Era vegetariana y solía regalar a los primeros conocidos flores de manzanilla, lavanda, dientes de león
y otras muchas para hacer infusiones. A mediado de los cincuenta que una mujer
contase lo bueno que era hacer ejercicios de gimnasia, además de sus idas y
venidas en bicicleta hasta el monte, tomar solo verduras cuando abajo
suspirábamos por un muslo de pollo o un bistec, resultaba chocante pero
atractivo. Solíamos mirarla al principio como si hubiese salido de un cuento o
aterrizado desde otro planeta. Intimidaba sobretodo a los hombres. No sabían
como tratarla. Doña Lis y su bicicleta fueron uno de los primeros contactos con
el mundo exterior. Una especie de embajadora de la ecología actual y el amor a
la naturaleza. Comenzó a bajar para enseñar inglés y francés a jóvenes
interesados. Tuvo dos alumnos excelentes. José Rivera, maestro de escuela que
aprendió los dos idiomas y fue su gran amigo, y Campito, un joven lleno de
inquietudes, que le copió lo de la bici y aprendió inglés para un futuro en
hostelería que se malogró por un accidente de carretera.
Con el paso del tiempo supe del motivo de su
llegada a Marbella por la amistad que hizo con mi madre en la papelería. Me
dejó tan impactada su historia que aún tengo la esperanza de convertirla en
novela y hasta tengo escrito algún que otro capítulo.
Doña Lis vino a vivir entre nosotros por
amor. Como suena. Conoció a un marbellero republicano que huyendo de las tropas
nacionales fue conducido a un campo de concentración francés, concretamente al
de Argelès-sur-Mer, a 35
kilómetros de Portbou. Ella trabajaba de enfermera
voluntaria y él estaba enfermo de tuberculosis, enfermedad de la que murió
después de cuatro años. Contaba con lágrimas como se enamoraron, como aprendió
español con él, le cuidó con mimo y hasta hicieron planes de futuro. Al morir
él ella juró conocer el pueblo del que tanto le hablaba emocionado. Se llamaba
Antonio. Por su recuerdo gastó la herencia paterna en comprar la casita de
campo en Marbella. Nunca quiso marcharse. Se convirtió para nosotros en Doña
Lis, la de la bicicleta. Una romántica historia de la primera mujer a dos ruedas en el pueblo con su toque
sentimental incluido.
Es
fácil recordar a la segunda mujer a una bicicleta pegada día y noche, porque ha
estado entre nosotros hasta hace unos años en que la perdimos. La perdieron
especialmente los ancianos y enfermos a los que dedicó su vida. Maruja Espada
fue una institución en la ciudad por su gran religiosidad llevada al cien por
cien a la práctica. La bondad la llevaba impresa en una perenne sonrisa que
siempre sostuve era reflejo de su felicidad interior.
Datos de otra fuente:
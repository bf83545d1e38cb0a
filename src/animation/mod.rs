//! Procedural avatar animation
//!
//! The [`Animator`] owns the small pieces of state each rule needs and writes
//! the results into a [`SceneGraph`] once per frame.

pub mod blink;
pub mod breathing;
pub mod pose;
pub mod smile;
pub mod talk;

use rand::rngs::StdRng;
use rand::SeedableRng;
use serde::Serialize;

use crate::avatar::{
    ExpressionCategory, FrameInput, MorphBindings, RigBones, SceneGraph, TalkMode,
};
use crate::config::{AnimationConfig, PoseConfig};

pub use blink::{BlinkState, EyeRig};
pub use breathing::BreathingState;
pub use pose::RestPose;
pub use smile::SmileState;
pub use talk::TalkState;

/// Smile levels above this with no smile target written get a warning
const SMILE_WARN_LEVEL: f32 = 0.08;
/// Joy-eye levels above this with no joy-eye target written get a warning
const JOY_EYE_WARN_LEVEL: f32 = 0.3;

/// What one frame wrote into the scene
#[derive(Debug, Clone, Copy, Default, PartialEq, Serialize)]
pub struct FrameReport {
    pub mode: TalkMode,
    /// Eye scale factor written this frame, if a blink is running
    pub blink: Option<f32>,
    pub smile: f32,
    pub joy_eye: f32,
    pub mouth: f32,
    pub breath: f32,
}

/// Per-frame mutable state of every rule
#[derive(Debug, Clone, Serialize)]
pub struct AnimatorState {
    pub blink: BlinkState,
    pub breathing: BreathingState,
    pub smile: SmileState,
    pub talk: TalkState,
}

/// Conditions already reported, so they log once rather than every frame
#[derive(Debug, Clone, Copy, Default)]
struct Warned {
    no_face_meshes: bool,
    no_smile: bool,
    no_joy_eye: bool,
}

pub struct Animator {
    rig: RigBones,
    eyes: Option<EyeRig>,
    morphs: MorphBindings,
    pose: RestPose,
    config: AnimationConfig,
    state: AnimatorState,
    warned: Warned,
    rng: StdRng,
}

impl Animator {
    /// Resolve bones and morph targets from `scene` and seed from entropy.
    pub fn new<S: SceneGraph + ?Sized>(
        scene: &S,
        pose: &PoseConfig,
        config: &AnimationConfig,
    ) -> Self {
        Self::with_rng(scene, pose, config, StdRng::from_entropy())
    }

    /// Same as [`new`](Self::new) with a caller-provided random source
    pub fn with_rng<S: SceneGraph + ?Sized>(
        scene: &S,
        pose: &PoseConfig,
        config: &AnimationConfig,
        mut rng: StdRng,
    ) -> Self {
        let rig = RigBones::resolve(scene);
        let eyes = EyeRig::capture(scene, &rig);
        if eyes.is_none() {
            tracing::warn!("Need both eye bones to blink, found {}", rig.eye_count());
        }
        let morphs = MorphBindings::resolve(scene);

        let state = AnimatorState {
            blink: BlinkState::new(&config.blink, &mut rng),
            breathing: BreathingState::new(),
            smile: SmileState::new(),
            talk: TalkState::new(),
        };

        Self {
            rig,
            eyes,
            morphs,
            pose: RestPose::from(pose),
            config: config.clone(),
            state,
            warned: Warned::default(),
            rng,
        }
    }

    pub fn rig(&self) -> &RigBones {
        &self.rig
    }

    pub fn morphs(&self) -> &MorphBindings {
        &self.morphs
    }

    pub fn state(&self) -> &AnimatorState {
        &self.state
    }

    pub fn rest_pose(&self) -> &RestPose {
        &self.pose
    }

    /// Apply the one-shot resting arm pose. Returns false if the arms are missing.
    pub fn apply_static_pose<S: SceneGraph + ?Sized>(&self, scene: &mut S) -> bool {
        pose::apply_static_pose(scene, &self.rig, &self.pose)
    }

    /// Advance every rule by `dt` seconds and write the results into `scene`.
    ///
    /// Order is blink, breathing, smile, talk.
    pub fn update<S: SceneGraph + ?Sized>(
        &mut self,
        scene: &mut S,
        dt: f32,
        input: &FrameInput,
    ) -> FrameReport {
        let blink = self.update_blink(scene, dt);
        let breath = self.update_breathing(scene, dt);
        let (smile, joy_eye) = self.update_smile(scene, input.composing);
        let mode = input.talk_mode();
        let mouth = self.update_talk(scene, mode, dt);

        FrameReport {
            mode,
            blink,
            smile,
            joy_eye,
            mouth,
            breath,
        }
    }

    fn update_blink<S: SceneGraph + ?Sized>(&mut self, scene: &mut S, dt: f32) -> Option<f32> {
        let eyes = self.eyes?;
        let factor = self
            .state
            .blink
            .step(dt, &self.config.blink, &mut self.rng)?;
        eyes.apply(scene, factor);
        Some(factor)
    }

    fn update_breathing<S: SceneGraph + ?Sized>(&mut self, scene: &mut S, dt: f32) -> f32 {
        if !breathing::can_breathe(&self.rig) {
            return 0.0;
        }
        let breath = self.state.breathing.step(dt, &self.config.breathing);
        breathing::apply_breathing(
            scene,
            &self.rig,
            breath,
            self.pose.arm_down,
            &self.config.breathing,
        );
        breath
    }

    fn update_smile<S: SceneGraph + ?Sized>(
        &mut self,
        scene: &mut S,
        composing: bool,
    ) -> (f32, f32) {
        let level = self.state.smile.step(composing, &self.config.smile);
        let joy_eye = smile::joy_eye_level(level, &self.config.smile);

        if self.morphs.face_mesh_count() == 0 {
            if !self.warned.no_face_meshes {
                tracing::warn!("No face meshes found, smile disabled");
                self.warned.no_face_meshes = true;
            }
            return (level, joy_eye);
        }

        let smiled = self.morphs.apply(scene, ExpressionCategory::Smile, level);
        let squinted = self.morphs.apply(scene, ExpressionCategory::JoyEye, joy_eye);

        if smiled == 0 && level > SMILE_WARN_LEVEL && !self.warned.no_smile {
            tracing::warn!("Smile at {:.2} but no smile blendshape was written", level);
            self.warned.no_smile = true;
        }
        if squinted == 0 && level > JOY_EYE_WARN_LEVEL && !self.warned.no_joy_eye {
            tracing::warn!("Smile at {:.2} but no joy-eye blendshape was written", level);
            self.warned.no_joy_eye = true;
        }

        (level, joy_eye)
    }

    fn update_talk<S: SceneGraph + ?Sized>(
        &mut self,
        scene: &mut S,
        mode: TalkMode,
        dt: f32,
    ) -> f32 {
        let level = self
            .state
            .talk
            .step(mode, dt, &self.config.talk, &mut self.rng);
        self.morphs.apply(scene, ExpressionCategory::Talk, level);
        level
    }
}

#[cfg(test)]
mod tests {
    use super::*;
    use crate::avatar::{BoneTransform, ChatInput, Scene, SpeechFlags};
    use glam::Vec3;

    const DT: f32 = 1.0 / 60.0;

    fn animator(scene: &Scene) -> Animator {
        Animator::with_rng(
            scene,
            &PoseConfig::default(),
            &AnimationConfig::default(),
            StdRng::seed_from_u64(2024),
        )
    }

    fn composing() -> FrameInput {
        let mut input = ChatInput::new();
        input.focus();
        input.set_text("hello");
        FrameInput::new(&input, &SpeechFlags::default())
    }

    fn speaking() -> FrameInput {
        FrameInput::new(&ChatInput::new(), &SpeechFlags::default().with_ai_talking(true))
    }

    #[test]
    fn test_humanoid_frame() {
        let mut scene = Scene::humanoid();
        let mut animator = animator(&scene);
        assert!(animator.apply_static_pose(&mut scene));

        let report = animator.update(&mut scene, DT, &composing());
        assert_eq!(report.mode, TalkMode::Typing);
        assert!((report.smile - 0.85 * 0.24).abs() < 1e-6);
        assert_eq!(scene.morph_weight("Face", "Fcl_MTH_Fun"), Some(report.smile));
        assert_eq!(scene.morph_weight("Face", "Fcl_EYE_Joy"), Some(report.joy_eye));

        let spine = scene.bone_named("J_Bip_C_Spine").unwrap().transform;
        assert!((spine.rotation.x - (0.02 + report.breath * 0.05)).abs() < 1e-7);

        let arm = scene.bone_named("J_Bip_L_UpperArm").unwrap().transform;
        let expected = animator.rest_pose().arm_down + report.breath * 0.02;
        assert!((arm.rotation.x - expected).abs() < 1e-6);
        assert_eq!(arm.rotation.z, animator.rest_pose().arm_forward);
    }

    #[test]
    fn test_speaking_drives_talk_targets() {
        let mut scene = Scene::humanoid();
        let mut animator = animator(&scene);

        for _ in 0..120 {
            let report = animator.update(&mut scene, DT, &speaking());
            assert_eq!(report.mode, TalkMode::Speaking);
            assert!((0.08..=0.58).contains(&report.mouth));
            assert_eq!(scene.morph_weight("Face", "Fcl_MTH_A"), Some(report.mouth));
            assert_eq!(scene.morph_weight("Face", "Fcl_MTH_O"), Some(report.mouth));
        }
    }

    #[test]
    fn test_typing_silences_speech() {
        let mut scene = Scene::humanoid();
        let mut animator = animator(&scene);
        for _ in 0..30 {
            animator.update(&mut scene, DT, &speaking());
        }

        let both = FrameInput {
            composing: true,
            user_typing: true,
            ai_speaking: true,
        };
        let mut mouth = f32::MAX;
        for _ in 0..30 {
            let report = animator.update(&mut scene, DT, &both);
            assert_eq!(report.mode, TalkMode::Typing);
            assert!(report.mouth < mouth);
            mouth = report.mouth;
        }
        assert!(mouth < 1e-3);
        assert_eq!(animator.state().talk.phase(), 0.0);
    }

    #[test]
    fn test_blink_scales_eyes_within_bounds() {
        let mut scene = Scene::new();
        let rest = BoneTransform {
            scale: Vec3::new(1.0, 0.8, 1.0),
            ..Default::default()
        };
        let left = scene.add_bone_with("leftEye", rest);
        let right = scene.add_bone_with("rightEye", rest);
        let mut animator = animator(&scene);

        let mut blinked = false;
        for _ in 0..(60 * 12) {
            let report = animator.update(&mut scene, DT, &FrameInput::default());
            for node in [left, right] {
                let y = scene.bone(node).unwrap().scale.y;
                assert!(y >= 0.2 * 0.8 - 1e-6 && y <= 0.8 + 1e-6, "eye scale {y}");
            }
            blinked |= report.blink.is_some_and(|f| f < 1.0);
        }
        assert!(blinked);
    }

    #[test]
    fn test_empty_scene_is_noop() {
        let mut scene = Scene::new();
        let mut animator = animator(&scene);

        assert!(!animator.apply_static_pose(&mut scene));
        for _ in 0..600 {
            let report = animator.update(&mut scene, DT, &composing());
            assert_eq!(report.blink, None);
            assert_eq!(report.breath, 0.0);
        }
        // Smile level still tracks input so a later model can pick it up
        assert!(animator.state().smile.level() > 0.8);
    }

    #[test]
    fn test_report_serializes_lowercase_mode() {
        let report = FrameReport {
            mode: TalkMode::Speaking,
            ..Default::default()
        };
        let json = serde_json::to_value(report).unwrap();
        assert_eq!(json["mode"], "speaking");
        assert!(json["blink"].is_null());
    }
}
Maruja Espada vivía lejos de la Parroquia y llegaba
hasta ella en sus dos ruedas que nunca abandonó ni siquiera cuando ganó un coche
en una rifa de la televisión. Su peculiar corte de pelo, la falda a pliegues y
camisa blanca… Todos la conocíamos. Todos la respetábamos por su capacidad de
entrega. Utilizaba la bicicleta para ganar tiempo y hacer mil recados para sus
ancianos. Solo ella y doña Lis se atrevían en aquél tiempo a subir a la
bicicleta que era para los hombres y los niños.
Me alegra comprobar el papel destacado que ha
logrado este vehículo con apariencia de fragilidad. Estética, elegante y
limpia, cómplice de la naturaleza, compartida por familias enteras. Le deseo
desde aquí, larga, muy larga vida. Y le agradezco que haya sido punto de
partida para recordar a dos grandes
mujeres que la habían incorporado a su vida con placer auténtico.